Zep 3:14-18a or Rom 12:9-16 // Lk 1:39-56





A. Gospel Reading (Lk 1:39-56): “And how does this happen to me that the mother of my Lord should come to me?”


Today we celebrate the feast of the visitation of the Blessed Virgin Mary, the Christ-bearer, into the home of Elizabeth (cf. Lk 1:39-56). It is a profound meeting between two wonderful women, each carrying a very special baby with a vital role in salvation history. Mary’ son, Jesus, is the Messiah, while Elizabeth’s son, John, is the Messiah’s precursor. Elizabeth is filled with the Holy Spirit at Mary’s greeting and the child in her womb leaps for joy at the coming of Jesus, the fruit of Mary’s womb. This grace-filled event foreshadows the joyful outpouring of the Holy Spirit at Jesus Christ’s glorification.


Mary’s visit to assist Elizabeth exemplifies the spirit of service that marks Christian discipleship. But more remarkable than her assistance to a needy pregnant cousin, Mary’s incomparable service and ministry in salvation history is her divine motherhood. Her “FIAT” to the saving plan made possible the incarnation of the Son of God. Saint Bede the Venerable remarks: “Above all other servants, she alone can truly rejoice in Jesus, the Savior, for she knew that he who was the source of eternal salvation would be born in time in her body, in one person both her own son and her Lord.” United with the saving mission of her Son and Lord Jesus, Mary of Nazareth is truly the servant of God – the handmaid of the Lord.


Today’s feast also invites us to be truly concerned with a social issue that militates against the service of life that the Mother of God exemplifies. Abortion is a negation of a person’s right to life … a direct attack against an innocent human being, who is a gift of God. The following words of Mother Teresa of Calcutta are insightful (cf. Amazing Grace for the Catholic Heart, ed. Jeff Cavins, et. al., West Chester: Ascension Press, 2004, p. 228-231).


And God loved the world so much that he gave his son. God gave his son to the Virgin Mary, and what did she do with him? As soon as Jesus came into Mary’s life, immediately she went in haste to give that good news. And as she came into the house of her cousin, Elizabeth, Scripture tells us that the unborn child – the child in the womb of Elizabeth – leapt with joy. While still in the womb of Mary, Jesus brought peace to John the Baptist, who leaps for joy in the womb of Elizabeth. (…)
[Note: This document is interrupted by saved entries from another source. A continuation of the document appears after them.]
//! The SQL plan for one resolved configuration, and its dry-run and real
//! execution against a [`QueryBackend`].

use analysis_catalog::EnrollmentsQueryType;
use analysis_core::dates::start_of_day;
use analysis_core::{AnalysisPeriod, DryRunFailedError, MAX_ENROLLMENT_PERIOD_DAYS};
use analysis_spec::AnalysisConfiguration;
use chrono::{DateTime, Duration, Utc};
use tracing::{debug, info, warn};

use crate::backend::{QueryBackend, TableLabels, WarehouseError, LAST_UPDATED_LABEL};
use crate::sql::{self, QueryParams, WindowBounds};

/// Enrollment period assumed when neither spec nor experiment sets one.
pub const DEFAULT_ENROLLMENT_PERIOD_DAYS: u32 = 7;

/// One window of an analysis period, 1-based.
#[derive(Debug, Clone, Copy, PartialEq, Eq)]
pub struct AnalysisWindow {
    pub period: AnalysisPeriod,
    pub index: u32,
    pub bounds: WindowBounds,
}

#[derive(Debug, Clone, PartialEq)]
pub struct PlannedQuery {
    pub destination: String,
    pub sql: String,
}

pub struct Analysis<'a> {
    config: &'a AnalysisConfiguration,
}

impl<'a> Analysis<'a> {
    pub fn new(config: &'a AnalysisConfiguration) -> Self {
        Self { config }
    }

    fn enrollment_period(&self) -> u32 {
        self.config
            .experiment
            .enrollment_period
            .unwrap_or(DEFAULT_ENROLLMENT_PERIOD_DAYS)
            .clamp(1, MAX_ENROLLMENT_PERIOD_DAYS)
    }

    /// First and last enrollment dates. Experiments without a start date are
    /// planned as if starting at `fallback`.
    fn enrollment_dates(&self, fallback: DateTime<Utc>) -> (DateTime<Utc>, DateTime<Utc>) {
        let start = start_of_day(&self.config.experiment.start_date.unwrap_or(fallback));
        let end = start
            .checked_add_signed(Duration::days(i64::from(self.enrollment_period()) - 1))
            .unwrap_or(DateTime::<Utc>::MAX_UTC);
        (start, end)
    }

    fn enrollments_query_type(&self) -> EnrollmentsQueryType {
        self.config
            .experiment
            .platform()
            .map_or(EnrollmentsQueryType::Normandy, |p| p.enrollments_query_type)
    }

    /// The custom enrollment query if configured, else the platform's.
    pub fn enrollments_query(&self, fallback_start: DateTime<Utc>) -> String {
        let experiment = &self.config.experiment;
        let base = match &experiment.enrollment_query {
            Some(query) => query.clone(),
            None => {
                let (enrollment_start, enrollment_end) = self.enrollment_dates(fallback_start);
                let params = QueryParams {
                    enrollment_slug: experiment.enrollment_slug(),
                    app_id: &experiment.app_id,
                    enrollment_start,
                    enrollment_end,
                };
                sql::enrollments_query(self.enrollments_query_type(), &params)
            }
        };
        sql::enrollments_with_segments(&base, &experiment.segments)
    }

    pub fn metrics_query(&self, window: &AnalysisWindow, fallback_start: DateTime<Utc>) -> String {
        let metrics = self.config.metrics_for(window.period);
        sql::metrics_query(
            &self.enrollments_query(fallback_start),
            &metrics,
            window.bounds,
            self.config.experiment.enrollment_slug(),
        )
    }

    /// Bounds of window `index` of a fixed-length period.
    pub fn window(period: AnalysisPeriod, index: u32) -> Option<AnalysisWindow> {
        let days = i64::from(period.window_days()?);
        let index64 = i64::from(index.max(1));
        Some(AnalysisWindow {
            period,
            index: index.max(1),
            bounds: WindowBounds {
                start: (index64 - 1) * days,
                end: index64 * days - 1,
            },
        })
    }

    /// The overall window spans from enrollment to the end of the
    /// experiment as seen by the last enrolled client.
    fn overall_window(&self, end_date: DateTime<Utc>, fallback: DateTime<Utc>) -> Option<AnalysisWindow> {
        let (_, last_enrollment) = self.enrollment_dates(fallback);
        let days = (start_of_day(&end_date) - last_enrollment).num_days();
        (days > 0).then_some(AnalysisWindow {
            period: AnalysisPeriod::Overall,
            index: 1,
            bounds: WindowBounds {
                start: 0,
                end: days - 1,
            },
        })
    }

    /// Windows whose last day of data is complete as of `current_date`.
    pub fn windows_due(&self, period: AnalysisPeriod, current_date: DateTime<Utc>) -> Vec<AnalysisWindow> {
        let Some(start) = self.config.experiment.start_date else {
            return Vec::new();
        };
        let current = start_of_day(&current_date);
        let (_, last_enrollment) = self.enrollment_dates(start);

        match period.window_days() {
            Some(days) => {
                let observed = (current - last_enrollment).num_days();
                let days = i64::from(days);
                if observed < days || observed % days != 0 {
                    return Vec::new();
                }
                u32::try_from(observed / days)
                    .ok()
                    .and_then(|index| Self::window(period, index))
                    .into_iter()
                    .collect()
            }
            None => match self.config.experiment.end_date {
                Some(end) if start_of_day(&end) <= current => {
                    self.overall_window(end, start).into_iter().collect()
                }
                _ => Vec::new(),
            },
        }
    }

    pub fn table_name(&self, window: &AnalysisWindow) -> String {
        format!(
            "{}_{}_{}",
            self.config.experiment.table_prefix(),
            window.period.table_suffix(),
            window.index
        )
    }

    pub fn enrollments_table(&self) -> String {
        format!("{}_enrollments", self.config.experiment.table_prefix())
    }

    /// Statements a run on `current_date` would write.
    pub fn plan(&self, current_date: DateTime<Utc>) -> Vec<PlannedQuery> {
        let experiment = &self.config.experiment;
        let Some(start) = experiment.start_date else {
            return Vec::new();
        };
        let (_, last_enrollment) = self.enrollment_dates(start);
        if start_of_day(&current_date) <= last_enrollment {
            return Vec::new();
        }

        let mut plan = vec![PlannedQuery {
            destination: self.enrollments_table(),
            sql: self.enrollments_query(start),
        }];
        for period in self.config.periods() {
            for window in self.windows_due(period, current_date) {
                plan.push(PlannedQuery {
                    destination: self.table_name(&window),
                    sql: self.metrics_query(&window, start),
                });
            }
        }
        plan
    }

    /// Dry-run the enrollments query and the first window of every period.
    /// Stops at the first statement the warehouse rejects.
    pub async fn validate(&self, backend: &dyn QueryBackend) -> Result<(), DryRunFailedError> {
        let fallback = self.config.experiment.start_date.unwrap_or_else(Utc::now);
        backend.dry_run(&self.enrollments_query(fallback)).await?;

        for period in self.config.periods() {
            let window = match Self::window(period, 1) {
                Some(window) => window,
                None => AnalysisWindow {
                    period,
                    index: 1,
                    bounds: WindowBounds {
                        start: 0,
                        end: i64::from(self.enrollment_period()) - 1,
                    },
                },
            };
            debug!(period = %period, "Dry-running metrics query");
            backend.dry_run(&self.metrics_query(&window, fallback)).await?;
        }
        Ok(())
    }

    /// Materialize every table due on `current_date`. Returns the tables
    /// written.
    pub async fn run(
        &self,
        backend: &dyn QueryBackend,
        current_date: DateTime<Utc>,
    ) -> Result<Vec<String>, WarehouseError> {
        let experiment = &self.config.experiment;
        if experiment.skip {
            info!(slug = %experiment.experimenter_slug, "Experiment configured to be skipped");
            return Ok(Vec::new());
        }
        if experiment.start_date.is_none() {
            warn!(slug = %experiment.experimenter_slug, "Experiment has no start date");
            return Ok(Vec::new());
        }

        let mut labels = TableLabels::new();
        labels.insert(
            LAST_UPDATED_LABEL.to_string(),
            Utc::now().timestamp().to_string(),
        );

        let mut written = Vec::new();
        for query in self.plan(current_date) {
            backend.execute(&query.sql, &query.destination, &labels).await?;
            written.push(query.destination);
        }
        info!(
            slug = %experiment.experimenter_slug,
            tables = written.len(),
            "Analysis run finished"
        );
        Ok(written)
    }
}
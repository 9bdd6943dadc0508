//! Sources of config files.

use std::path::{Path, PathBuf};

use analysis_core::config::ExternalConfigSource;
use analysis_core::dates::from_unix_seconds;
use async_trait::async_trait;
use chrono::{DateTime, Utc};
use tempfile::TempDir;
use thiserror::Error;
use tokio::process::Command;
use tracing::{debug, info};

use crate::path::OUTCOMES_DIR;

#[derive(Error, Debug)]
pub enum ExternalError {
    #[error("IO error: {0}")]
    Io(#[from] std::io::Error),

    #[error("Failed to walk {path}: {message}")]
    Walk { path: PathBuf, message: String },

    #[error("git {command} failed: {stderr}")]
    Git { command: String, stderr: String },
}

/// One `.toml` file of a config repository.
#[derive(Debug, Clone, PartialEq)]
pub struct ConfigFile {
    /// Path relative to the repository root.
    pub path: PathBuf,
    pub contents: String,
    pub last_modified: DateTime<Utc>,
}

#[async_trait]
pub trait ConfigRepository: Send + Sync {
    async fn files(&self) -> Result<Vec<ConfigFile>, ExternalError>;
}

/// Relative paths of top-level configs and `outcomes/<platform>/` snippets.
/// Hidden directories are skipped.
fn toml_files(root: &Path) -> Result<Vec<PathBuf>, ExternalError> {
    let walker = walkdir::WalkDir::new(root)
        .max_depth(3)
        .sort_by_file_name()
        .into_iter()
        .filter_entry(|e| e.depth() == 0 || !e.file_name().to_string_lossy().starts_with('.'));

    let mut files = Vec::new();
    for entry in walker {
        let entry = entry.map_err(|e| ExternalError::Walk {
            path: root.to_path_buf(),
            message: e.to_string(),
        })?;
        if !entry.file_type().is_file() {
            continue;
        }
        let Ok(rel) = entry.path().strip_prefix(root) else {
            continue;
        };
        let depth = rel.components().count();
        let is_toml = rel.extension().and_then(|e| e.to_str()) == Some("toml");
        if is_toml && (depth == 1 || (depth == 3 && rel.starts_with(OUTCOMES_DIR))) {
            files.push(rel.to_path_buf());
        }
    }
    Ok(files)
}

/// A checked-out directory. Last modified comes from file metadata.
pub struct LocalConfigRepository {
    root: PathBuf,
}

impl LocalConfigRepository {
    pub fn new(root: impl Into<PathBuf>) -> Self {
        Self { root: root.into() }
    }
}

#[async_trait]
impl ConfigRepository for LocalConfigRepository {
    async fn files(&self) -> Result<Vec<ConfigFile>, ExternalError> {
        let mut files = Vec::new();
        for path in toml_files(&self.root)? {
            let full = self.root.join(&path);
            let contents = tokio::fs::read_to_string(&full).await?;
            let modified = tokio::fs::metadata(&full).await?.modified()?;
            files.push(ConfigFile {
                path,
                contents,
                last_modified: DateTime::<Utc>::from(modified),
            });
        }
        debug!(root = %self.root.display(), count = files.len(), "Read local configs");
        Ok(files)
    }
}

/// Clones the repository into a temporary directory on every fetch. Last
/// modified is the commit time of the latest commit touching the file.
pub struct GitConfigRepository {
    url: String,
    branch: String,
}

impl GitConfigRepository {
    pub fn new(url: impl Into<String>, branch: impl Into<String>) -> Self {
        Self {
            url: url.into(),
            branch: branch.into(),
        }
    }

    pub fn from_config(source: &ExternalConfigSource) -> Self {
        Self::new(&source.repo_url, &source.branch)
    }
}

async fn git(dir: &Path, args: &[&str]) -> Result<String, ExternalError> {
    let output = Command::new("git").current_dir(dir).args(args).output().await?;
    if !output.status.success() {
        return Err(ExternalError::Git {
            command: args.first().copied().unwrap_or_default().to_string(),
            stderr: String::from_utf8_lossy(&output.stderr).trim().to_string(),
        });
    }
    Ok(String::from_utf8_lossy(&output.stdout).trim().to_string())
}

async fn last_commit_time(repo: &Path, path: &Path) -> Result<DateTime<Utc>, ExternalError> {
    let path_arg = path.to_string_lossy();
    let stdout = git(repo, &["log", "-1", "--format=%ct", "--", path_arg.as_ref()]).await?;
    stdout
        .parse::<i64>()
        .ok()
        .and_then(from_unix_seconds)
        .ok_or_else(|| ExternalError::Git {
            command: "log".to_string(),
            stderr: format!("no commit time for {}", path.display()),
        })
}

#[async_trait]
impl ConfigRepository for GitConfigRepository {
    async fn files(&self) -> Result<Vec<ConfigFile>, ExternalError> {
        let checkout = TempDir::new()?;
        let target = checkout.path().to_string_lossy().to_string();
        git(
            checkout.path(),
            &[
                "clone",
                "--quiet",
                "--branch",
                self.branch.as_str(),
                self.url.as_str(),
                target.as_str(),
            ],
        )
        .await?;
        info!(url = %self.url, branch = %self.branch, "Cloned config repository");

        let mut files = Vec::new();
        for path in toml_files(checkout.path())? {
            let contents = tokio::fs::read_to_string(checkout.path().join(&path)).await?;
            let last_modified = last_commit_time(checkout.path(), &path).await?;
            files.push(ConfigFile {
                path,
                contents,
                last_modified,
            });
        }
        Ok(files)
    }
}

#[cfg(test)]
mod tests {
    use super::*;
    use std::fs;

    #[tokio::test]
    async fn test_local_repository_layout() {
        let dir = TempDir::new().unwrap();
        fs::write(dir.path().join("my-exp.toml"), "[metrics]\nweekly = []\n").unwrap();
        fs::write(dir.path().join("README.md"), "docs").unwrap();
        fs::create_dir_all(dir.path().join("outcomes/fenix")).unwrap();
        fs::write(dir.path().join("outcomes/fenix/perf.toml"), "friendly_name = \"Perf\"\n").unwrap();
        fs::create_dir_all(dir.path().join(".git")).unwrap();
        fs::write(dir.path().join(".git/config.toml"), "").unwrap();
        fs::create_dir_all(dir.path().join("other")).unwrap();
        fs::write(dir.path().join("other/ignored.toml"), "").unwrap();

        let files = LocalConfigRepository::new(dir.path()).files().await.unwrap();
        let paths: Vec<_> = files.iter().map(|f| f.path.clone()).collect();
        assert_eq!(
            paths,
            [PathBuf::from("my-exp.toml"), PathBuf::from("outcomes/fenix/perf.toml")]
        );
        assert!(files[0].contents.contains("weekly"));
    }
}
//! Attribute snapshot that templates are rendered against.

use analysis_core::dates::format_date;
use analysis_core::Experiment;
use chrono::{DateTime, Utc};
use std::collections::BTreeMap;

#[derive(Debug, Clone, PartialEq)]
pub enum ContextValue {
    Text(String),
    Date(DateTime<Utc>),
    Integer(i64),
    Float(f64),
    Bool(bool),
    /// A known attribute without a value; renders as an empty string.
    Missing,
    /// A value that is itself a template and is expanded on lookup.
    Template(String),
}

impl ContextValue {
    /// Canonical string form. Template values have no plain form.
    pub fn as_plain(&self) -> Option<String> {
        match self {
            ContextValue::Text(s) => Some(s.clone()),
            ContextValue::Date(d) => Some(format_date(d)),
            ContextValue::Integer(i) => Some(i.to_string()),
            ContextValue::Float(f) => Some(f.to_string()),
            ContextValue::Bool(b) => Some(b.to_string()),
            ContextValue::Missing => Some(String::new()),
            ContextValue::Template(_) => None,
        }
    }

    pub fn text(value: impl Into<String>) -> Self {
        ContextValue::Text(value.into())
    }

    pub fn optional_text(value: Option<&str>) -> Self {
        value.map_or(ContextValue::Missing, ContextValue::text)
    }

    pub fn optional_date(value: Option<DateTime<Utc>>) -> Self {
        value.map_or(ContextValue::Missing, ContextValue::Date)
    }
}

/// Flat map from dotted attribute paths to values.
#[derive(Debug, Clone, Default, PartialEq)]
pub struct ExperimentContext {
    values: BTreeMap<String, ContextValue>,
}

impl ExperimentContext {
    pub fn new() -> Self {
        Self::default()
    }

    /// Snapshot the attributes of an experiment under the `experiment` namespace.
    pub fn from_experiment(experiment: &Experiment) -> Self {
        let branches = experiment
            .variants
            .iter()
            .map(|v| v.slug.as_str())
            .collect::<Vec<_>>()
            .join(",");
        let enrollment = experiment
            .proposed_enrollment
            .map_or(ContextValue::Missing, |d| ContextValue::Integer(d as i64));
        let reference_branch = experiment
            .control_variant()
            .map(|v| v.slug.as_str())
            .or(experiment.reference_branch.as_deref());

        Self::new()
            .with("experiment.experimenter_slug", ContextValue::text(&experiment.experimenter_slug))
            .with(
                "experiment.normandy_slug",
                ContextValue::optional_text(experiment.normandy_slug.as_deref()),
            )
            .with("experiment.type", ContextValue::text(&experiment.experiment_type))
            .with("experiment.status", ContextValue::text(experiment.status.to_string()))
            .with("experiment.start_date", ContextValue::optional_date(experiment.start_date))
            .with("experiment.end_date", ContextValue::optional_date(experiment.end_date))
            .with("experiment.proposed_enrollment", enrollment.clone())
            .with("experiment.enrollment_period", enrollment)
            .with("experiment.reference_branch", ContextValue::optional_text(reference_branch))
            .with("experiment.app_id", ContextValue::text(&experiment.app_id))
            .with("experiment.app_name", ContextValue::text(&experiment.app_name))
            .with(
                "experiment.is_high_population",
                ContextValue::Bool(experiment.is_high_population),
            )
            .with("experiment.branches", ContextValue::Text(branches))
            .with("experiment.enrollment_query", ContextValue::Missing)
    }

    pub fn set(&mut self, path: impl Into<String>, value: ContextValue) {
        self.values.insert(path.into(), value);
    }

    pub fn with(mut self, path: impl Into<String>, value: ContextValue) -> Self {
        self.set(path, value);
        self
    }

    pub fn lookup(&self, path: &str) -> Option<&ContextValue> {
        self.values.get(path)
    }
}
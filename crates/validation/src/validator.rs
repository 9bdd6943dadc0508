//! Batch validation on a bounded worker pool.

use std::path::{Path, PathBuf};
use std::sync::Arc;
use std::time::Duration;

use analysis_catalog::Catalog;
use analysis_core::config::ValidationConfig;
use analysis_experimenter::ExperimentCollection;
use analysis_external::ConfigPath;
use analysis_spec::{AnalysisSpec, OutcomeSpec};
use analysis_warehouse::QueryBackend;
use tokio::sync::Semaphore;
use tokio::task::JoinSet;
use tracing::{error, info};

use crate::harness::{validate_experiment_config, validate_outcome, ValidationError};
use crate::report::ValidationReport;

pub struct Validator {
    backend: Arc<dyn QueryBackend>,
    experiments: Arc<ExperimentCollection>,
    catalog: Arc<Catalog>,
    max_concurrency: usize,
    timeout: Duration,
}

impl Validator {
    pub fn new(
        backend: Arc<dyn QueryBackend>,
        experiments: Arc<ExperimentCollection>,
        catalog: Arc<Catalog>,
        config: &ValidationConfig,
    ) -> Self {
        Self {
            backend,
            experiments,
            catalog,
            max_concurrency: config.max_concurrency.max(1),
            timeout: Duration::from_secs(config.timeout_secs),
        }
    }

    /// Validate one file's contents. The path decides whether it is an
    /// experiment config or an outcome snippet.
    pub async fn validate_contents(&self, path: &Path, contents: &str) -> Result<(), ValidationError> {
        match ConfigPath::classify(path) {
            Some(ConfigPath::Outcome { platform, .. }) => {
                let outcome = OutcomeSpec::from_toml_str(contents)?.with_platform(&platform);
                validate_outcome(&outcome, &platform, &self.catalog, self.backend.as_ref()).await
            }
            Some(ConfigPath::Experiment { slug }) => {
                let custom = AnalysisSpec::from_toml_str(contents)?;
                validate_experiment_config(
                    &slug,
                    &custom,
                    &self.experiments,
                    &self.catalog,
                    self.backend.as_ref(),
                )
                .await
            }
            None => Err(ValidationError::Io {
                path: path.display().to_string(),
                message: "not a .toml file".to_string(),
            }),
        }
    }

    pub async fn validate_file(&self, path: &Path) -> ValidationReport {
        let result = match tokio::fs::read_to_string(path).await {
            Ok(contents) => {
                match tokio::time::timeout(self.timeout, self.validate_contents(path, &contents)).await {
                    Ok(result) => result,
                    Err(_) => Err(ValidationError::Timeout(self.timeout.as_secs())),
                }
            }
            Err(e) => Err(ValidationError::Io {
                path: path.display().to_string(),
                message: e.to_string(),
            }),
        };
        match result {
            Ok(()) => ValidationReport::passed(path),
            Err(e) => ValidationReport::failed(path, &e),
        }
    }

    /// Validate every file concurrently. Reports come back in input order;
    /// one failure never stops the others.
    pub async fn validate_all(self: Arc<Self>, files: Vec<PathBuf>) -> Vec<ValidationReport> {
        let semaphore = Arc::new(Semaphore::new(self.max_concurrency));
        let mut tasks = JoinSet::new();
        let total = files.len();
        let paths = files.clone();

        for (index, path) in files.into_iter().enumerate() {
            let validator = Arc::clone(&self);
            let semaphore = Arc::clone(&semaphore);
            tasks.spawn(async move {
                let report = match semaphore.acquire_owned().await {
                    Ok(_permit) => validator.validate_file(&path).await,
                    Err(_) => ValidationReport::failed(
                        &path,
                        &ValidationError::Io {
                            path: path.display().to_string(),
                            message: "worker pool closed".to_string(),
                        },
                    ),
                };
                (index, report)
            });
        }

        let mut reports: Vec<Option<ValidationReport>> = vec![None; total];
        while let Some(joined) = tasks.join_next().await {
            match joined {
                Ok((index, report)) => reports[index] = Some(report),
                Err(e) => error!(error = %e, "Validation task failed"),
            }
        }

        // A task that died without reporting still fails its file.
        let reports: Vec<ValidationReport> = reports
            .into_iter()
            .zip(paths)
            .map(|(report, path)| {
                report.unwrap_or_else(|| {
                    ValidationReport::failed(&path, &ValidationError::Aborted(path.display().to_string()))
                })
            })
            .collect();
        let failed = reports.iter().filter(|r| !r.is_valid()).count();
        info!(total, failed, "Validation finished");
        reports
    }
}
//! Layered merging of specs.
//!
//! `base.merge(&other)` applies `other` on top of `base`:
//!
//! * scalar overrides replace the base value when set
//! * named definitions are unioned by key, and on conflict the whole
//!   definition from `other` replaces the base one
//! * name lists keep base order with new names appended once
//!
//! Merging is not commutative. Apply layers lowest precedence first.

use std::collections::BTreeMap;

use analysis_core::AnalysisPeriod;
use tracing::debug;

use crate::spec::{
    AnalysisSpec, DataSourcesSpec, ExperimentSpec, MetricsSpec, OutcomeSpec, SegmentsSpec,
};

/// Periods an outcome's metrics are scheduled for.
const OUTCOME_PERIODS: [AnalysisPeriod; 2] = [AnalysisPeriod::Week, AnalysisPeriod::Overall];

/// Returns `base` with `other` applied on top.
pub fn merge(base: &AnalysisSpec, other: &AnalysisSpec) -> AnalysisSpec {
    let mut merged = base.clone();
    merged.merge(other);
    merged
}

impl AnalysisSpec {
    pub fn merge(&mut self, other: &AnalysisSpec) -> &mut Self {
        self.experiment.merge(&other.experiment);
        self.metrics.merge(&other.metrics);
        self.data_sources.merge(&other.data_sources);
        self.segments.merge(&other.segments);
        self
    }

    /// Add an outcome's definitions as if they were declared inline, and
    /// schedule its metrics weekly and overall.
    pub fn merge_outcome(&mut self, outcome: &OutcomeSpec) -> &mut Self {
        for definition in &outcome.metrics {
            self.metrics
                .definitions
                .insert(definition.name.clone(), definition.clone());
        }
        self.data_sources.merge(&outcome.data_sources);

        let names: Vec<String> = outcome.metric_names().map(str::to_string).collect();
        for period in OUTCOME_PERIODS {
            append_unique(self.metrics.periods.entry(period).or_default(), &names);
        }
        debug!(
            metrics = names.len(),
            platform = outcome.platform.as_deref().unwrap_or("any"),
            "Merged outcome"
        );
        self
    }
}

impl ExperimentSpec {
    pub fn merge(&mut self, other: &ExperimentSpec) {
        override_with(&mut self.enrollment_query, &other.enrollment_query);
        override_with(&mut self.reference_branch, &other.reference_branch);
        override_with(&mut self.start_date, &other.start_date);
        override_with(&mut self.end_date, &other.end_date);
        override_with(&mut self.enrollment_period, &other.enrollment_period);
        override_with(&mut self.skip, &other.skip);
        append_unique(&mut self.segments, &other.segments);
    }
}

impl MetricsSpec {
    pub fn merge(&mut self, other: &MetricsSpec) {
        for (period, names) in &other.periods {
            append_unique(self.periods.entry(*period).or_default(), names);
        }
        replace_entries(&mut self.definitions, &other.definitions);
    }
}

impl DataSourcesSpec {
    pub fn merge(&mut self, other: &DataSourcesSpec) {
        replace_entries(&mut self.definitions, &other.definitions);
    }
}

impl SegmentsSpec {
    pub fn merge(&mut self, other: &SegmentsSpec) {
        replace_entries(&mut self.definitions, &other.definitions);
        replace_entries(&mut self.data_sources, &other.data_sources);
    }
}

fn override_with<T: Clone>(target: &mut Option<T>, value: &Option<T>) {
    if value.is_some() {
        target.clone_from(value);
    }
}

fn replace_entries<V: Clone>(target: &mut BTreeMap<String, V>, other: &BTreeMap<String, V>) {
    for (name, value) in other {
        target.insert(name.clone(), value.clone());
    }
}

/// Appends names not yet present, collapsing duplicates within `target` too.
fn append_unique(target: &mut Vec<String>, names: &[String]) {
    let mut seen = std::collections::HashSet::with_capacity(target.len() + names.len());
    target.retain(|name| seen.insert(name.clone()));
    for name in names {
        if seen.insert(name.clone()) {
            target.push(name.clone());
        }
    }
}
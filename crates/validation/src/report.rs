use std::fmt;
use std::path::PathBuf;

use serde::Serialize;

use crate::harness::{format_sql_with_line_numbers, ValidationError};

#[derive(Debug, Clone, Copy, PartialEq, Eq, Serialize)]
#[serde(rename_all = "snake_case")]
pub enum ValidationStatus {
    Passed,
    Failed,
}

/// Outcome of validating one file.
#[derive(Debug, Clone, Serialize)]
pub struct ValidationReport {
    pub path: PathBuf,
    pub status: ValidationStatus,
    pub message: Option<String>,
    /// Line-numbered SQL of the statement the warehouse rejected.
    pub sql: Option<String>,
}

impl ValidationReport {
    pub fn passed(path: impl Into<PathBuf>) -> Self {
        Self {
            path: path.into(),
            status: ValidationStatus::Passed,
            message: None,
            sql: None,
        }
    }

    pub fn failed(path: impl Into<PathBuf>, error: &ValidationError) -> Self {
        let sql = match error {
            ValidationError::DryRun(e) => Some(format_sql_with_line_numbers(&e.sql)),
            _ => None,
        };
        Self {
            path: path.into(),
            status: ValidationStatus::Failed,
            message: Some(error.to_string()),
            sql,
        }
    }

    pub fn is_valid(&self) -> bool {
        self.status == ValidationStatus::Passed
    }
}

impl fmt::Display for ValidationReport {
    fn fmt(&self, f: &mut fmt::Formatter<'_>) -> fmt::Result {
        if self.is_valid() {
            return write!(f, "{} is valid.", self.path.display());
        }
        writeln!(f, "{} is invalid.", self.path.display())?;
        if let Some(sql) = &self.sql {
            writeln!(f, "Error evaluating SQL:")?;
            writeln!(f, "{sql}")?;
            writeln!(f)?;
        }
        write!(f, "{}", self.message.as_deref().unwrap_or_default())
    }
}

#[cfg(test)]
mod tests {
    use super::*;
    use analysis_core::DryRunFailedError;

    #[test]
    fn test_failed_dry_run_report() {
        let error = ValidationError::DryRun(DryRunFailedError::new(
            "SELECT\n  broken",
            "Unknown identifier broken",
        ));
        let report = ValidationReport::failed("my-exp.toml", &error);
        assert!(!report.is_valid());
        assert_eq!(report.sql.as_deref(), Some("   1 SELECT\n   2   broken"));

        let rendered = report.to_string();
        assert!(rendered.starts_with("my-exp.toml is invalid.\nError evaluating SQL:\n   1 SELECT"));
        assert!(rendered.ends_with("Dry run failed: Unknown identifier broken"));
    }

    #[test]
    fn test_passed_report() {
        let report = ValidationReport::passed("my-exp.toml");
        assert_eq!(report.to_string(), "my-exp.toml is valid.");
    }
}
But I feel that the greatest destroyer of peace today is abortion, because it is a war against the child – a direct killing of the innocent child – murder by the mother herself. And if we accept that a mother can kill even her own child, how can we tell other people not to kill one another? How do we persuade a woman not to have an abortion? As always, we must persuade her with love. The father of that child, whoever he is, must also give until it hurts. By abortion, the mother does not learn to love but kills even her own child to solve her problems. And by abortion, the father is told that he does not have to take any responsibility at all for the child he has brought into the world. Any country that accepts abortion is not teaching the people to love, but to use any violence to get what they want. That is why the greatest destroyer of love and peace is abortion.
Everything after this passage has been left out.